Segment Start: THE DATA
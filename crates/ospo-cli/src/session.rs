//! Wiring from configuration and global flags to a client and a user.

use crate::CliResult;

use std::str::FromStr;
use std::sync::Arc;

use log::info;
use ospo_client::{GrpcWebClient, HttpClient, InMemoryApi, RequestApi};
use ospo_config::{ApiConfig, ApiTransport, UserConfig, ValidationConfig};
use ospo_core::{User, UserRole, ValidationLimits};

/// Flags that override configuration for one invocation
#[derive(Debug, Clone, Default)]
pub struct Overrides {
    pub server: Option<String>,
    pub user_id: Option<String>,
    pub transport: Option<ApiTransport>,
    pub demo: bool,
}

/// Pick the backend: demo data, or the configured service and transport
pub fn build_api(config: &ApiConfig, overrides: &Overrides) -> Arc<dyn RequestApi> {
    if overrides.demo {
        info!("Using in-memory demo backend");
        return Arc::new(InMemoryApi::seeded());
    }

    let base_url = overrides.server.as_deref().unwrap_or(&config.base_url);
    let transport = overrides.transport.unwrap_or(config.transport);
    info!("Using {transport} backend at {base_url}");

    match transport {
        ApiTransport::Http => Arc::new(HttpClient::new(base_url)),
        ApiTransport::GrpcWeb => Arc::new(GrpcWebClient::new(base_url)),
    }
}

/// The session user from `[user]`, with `--user-id` taking precedence
pub fn session_user(config: &UserConfig, overrides: &Overrides) -> CliResult<User> {
    Ok(User {
        corporate_id: overrides
            .user_id
            .clone()
            .unwrap_or_else(|| config.corporate_id.clone()),
        github_username: config.github_username.clone(),
        name: config.name.clone(),
        department: config.department.clone(),
        role: UserRole::from_str(&config.role)?,
    })
}

pub fn validation_limits(config: &ValidationConfig) -> ValidationLimits {
    ValidationLimits {
        min_title_length: config.min_title_length,
        max_title_length: config.max_title_length,
        min_project_name_length: config.min_project_name_length,
    }
}
//! Presentation helpers shared by every view of a request list.

use chrono::{DateTime, Utc};

const MILLIS_PER_DAY: i64 = 1000 * 60 * 60 * 24;

/// Relative age of a timestamp as shown on request cards.
///
/// Days are rounded up: anything under 24h but over zero is "1 day ago".
/// Older than four weeks falls back to the calendar date.
pub fn relative_age(created_at: DateTime<Utc>, now: DateTime<Utc>) -> String {
    let diff_millis = (now - created_at).num_milliseconds().abs();
    let days = (diff_millis + MILLIS_PER_DAY - 1) / MILLIS_PER_DAY;

    match days {
        1 => "1 day ago".to_string(),
        d if d < 7 => format!("{d} days ago"),
        d if d < 30 => format!("{} weeks ago", (d + 6) / 7),
        _ => created_at.format("%Y-%m-%d").to_string(),
    }
}

/// Slice out one page (1-based) of `items`. Out-of-range pages are empty.
pub fn page<T>(items: &[T], page: usize, page_size: usize) -> &[T] {
    if page == 0 || page_size == 0 {
        return &[];
    }

    let start = (page - 1).saturating_mul(page_size);
    if start >= items.len() {
        return &[];
    }

    let end = start.saturating_add(page_size).min(items.len());
    &items[start..end]
}

/// Number of pages needed to show `len` items
pub fn page_count(len: usize, page_size: usize) -> usize {
    if page_size == 0 {
        return 0;
    }
    len.div_ceil(page_size)
}
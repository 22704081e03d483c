use crate::{project_commands::ProjectCommands, request_commands::RequestCommands};

use clap::Subcommand;

#[derive(Subcommand)]
pub enum Commands {
    /// Request operations
    Request {
        #[command(subcommand)]
        action: RequestCommands,
    },

    /// Approved-project catalog
    Project {
        #[command(subcommand)]
        action: ProjectCommands,
    },

    /// Summary of the user's projects and open requests
    Dashboard,

    /// Show the session user
    User,
}
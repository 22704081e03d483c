use crate::{Config, ValidationConfig};
use crate::tests::{EnvGuard, setup_config_dir};
use crate::validation_config::{MAX_TITLE_LENGTH, MIN_PROJECT_NAME_LENGTH, MIN_TITLE_LENGTH};

use googletest::assert_that;
use googletest::prelude::{anything, eq, err, ok};
use ospo_core::ValidationLimits;
use serial_test::serial;

const BELOW_MIN_TITLE: usize = MIN_TITLE_LENGTH - 1;
const ABOVE_MAX_TITLE: usize = MAX_TITLE_LENGTH + 1;
const BELOW_MIN_PROJECT_NAME: usize = MIN_PROJECT_NAME_LENGTH - 1;

// =========================================================================
// Validation Tests - Validation Config
// =========================================================================

#[test]
#[serial]
fn given_min_title_length_zero_when_validate_then_error() {
    // Given
    let _temp = setup_config_dir();
    let _length = EnvGuard::set(
        "OSPO_VALIDATION_MIN_TITLE_LENGTH",
        &BELOW_MIN_TITLE.to_string(),
    );

    // When
    let config = Config::load().unwrap();
    let result = config.validate();

    // Then
    assert_that!(result, err(anything()));
}

#[test]
#[serial]
fn given_max_title_length_over_max_when_validate_then_error() {
    // Given
    let _temp = setup_config_dir();
    let _length = EnvGuard::set(
        "OSPO_VALIDATION_MAX_TITLE_LENGTH",
        &ABOVE_MAX_TITLE.to_string(),
    );

    // When
    let config = Config::load().unwrap();
    let result = config.validate();

    // Then
    assert_that!(result, err(anything()));
}

#[test]
#[serial]
fn given_min_above_max_title_when_validate_then_error() {
    // Given
    let _temp = setup_config_dir();
    let _min = EnvGuard::set("OSPO_VALIDATION_MIN_TITLE_LENGTH", "50");
    let _max = EnvGuard::set("OSPO_VALIDATION_MAX_TITLE_LENGTH", "40");

    // When
    let config = Config::load().unwrap();

    // Then
    assert_that!(config.validate(), err(anything()));
}

#[test]
#[serial]
fn given_zero_project_name_length_when_validate_then_error() {
    let _temp = setup_config_dir();
    let _length = EnvGuard::set(
        "OSPO_VALIDATION_MIN_PROJECT_NAME_LENGTH",
        &BELOW_MIN_PROJECT_NAME.to_string(),
    );

    let config = Config::load().unwrap();

    assert_that!(config.validate(), err(anything()));
}

#[test]
#[serial]
fn given_custom_title_bounds_when_validate_then_ok() {
    // Given
    let _temp = setup_config_dir();
    let _min = EnvGuard::set("OSPO_VALIDATION_MIN_TITLE_LENGTH", "5");
    let _max = EnvGuard::set("OSPO_VALIDATION_MAX_TITLE_LENGTH", "200");

    // When
    let config = Config::load().unwrap();

    // Then
    assert_that!(config.validation.min_title_length, eq(5));
    assert_that!(config.validation.max_title_length, eq(200));
    assert_that!(config.validate(), ok(anything()));
}

#[test]
fn given_default_validation_config_then_matches_core_limits() {
    let config = ValidationConfig::default();
    let limits = ValidationLimits::default();

    assert_that!(config.min_title_length, eq(limits.min_title_length));
    assert_that!(config.max_title_length, eq(limits.max_title_length));
    assert_that!(config.min_project_name_length, eq(limits.min_project_name_length));
}
//! ospo - Open Source Program Office request portal CLI
//!
//! # Examples
//!
//! ```bash
//! # Dashboard against the built-in demo data
//! ospo --demo dashboard --pretty
//!
//! # Ask approval for a pull request
//! ospo request submit pull-request --title "Fix login race" \
//!     --project-name "Authentication Service" \
//!     --url https://github.com/acme/auth/pull/42
//!
//! # Pending and in-review requests, second page
//! ospo request open --page 2
//! ```

use ospo_cli::session::{self, Overrides};
use ospo_cli::{App, Cli, CliResult, Outcome, logger};

use std::process::ExitCode;

use chrono::Utc;
use clap::Parser;
use log::{error, info};
use ospo_config::Config;

#[tokio::main]
async fn main() -> ExitCode {
    let _ = dotenvy::dotenv();
    let cli = Cli::parse();
    let pretty = cli.pretty;

    match run(cli).await {
        Ok(outcome) => print_outcome(&outcome, pretty),
        Err(e) => {
            error!("{e}");
            eprintln!("Error: {e}");
            ExitCode::FAILURE
        }
    }
}

async fn run(cli: Cli) -> CliResult<Outcome> {
    let config = Config::load()?;
    config.validate()?;

    logger::initialize(
        config.logging.level,
        config.log_file_path()?,
        config.logging.colored,
    )?;

    info!("Starting ospo v{}", env!("CARGO_PKG_VERSION"));
    config.log_summary();

    let overrides = Overrides {
        server: cli.server,
        user_id: cli.user_id,
        transport: cli.transport,
        demo: cli.demo,
    };

    let api = session::build_api(&config.api, &overrides);
    let user = session::session_user(&config.user, &overrides)?;
    let app = App::new(api, user, session::validation_limits(&config.validation));

    app.run(cli.command, Utc::now()).await
}

fn print_outcome(outcome: &Outcome, pretty: bool) -> ExitCode {
    let output = if pretty {
        serde_json::to_string_pretty(&outcome.output)
    } else {
        serde_json::to_string(&outcome.output)
    };

    match output {
        Ok(json) => {
            println!("{json}");
            if outcome.success {
                ExitCode::SUCCESS
            } else {
                ExitCode::FAILURE
            }
        }
        Err(e) => {
            eprintln!("Error serializing response: {e}");
            ExitCode::FAILURE
        }
    }
}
Segment End: THE DATA
Copy each line of the data above that holds "output".

    let output = if pretty {
        serde_json::to_string_pretty(&outcome.output)
        serde_json::to_string(&outcome.output)
    match output {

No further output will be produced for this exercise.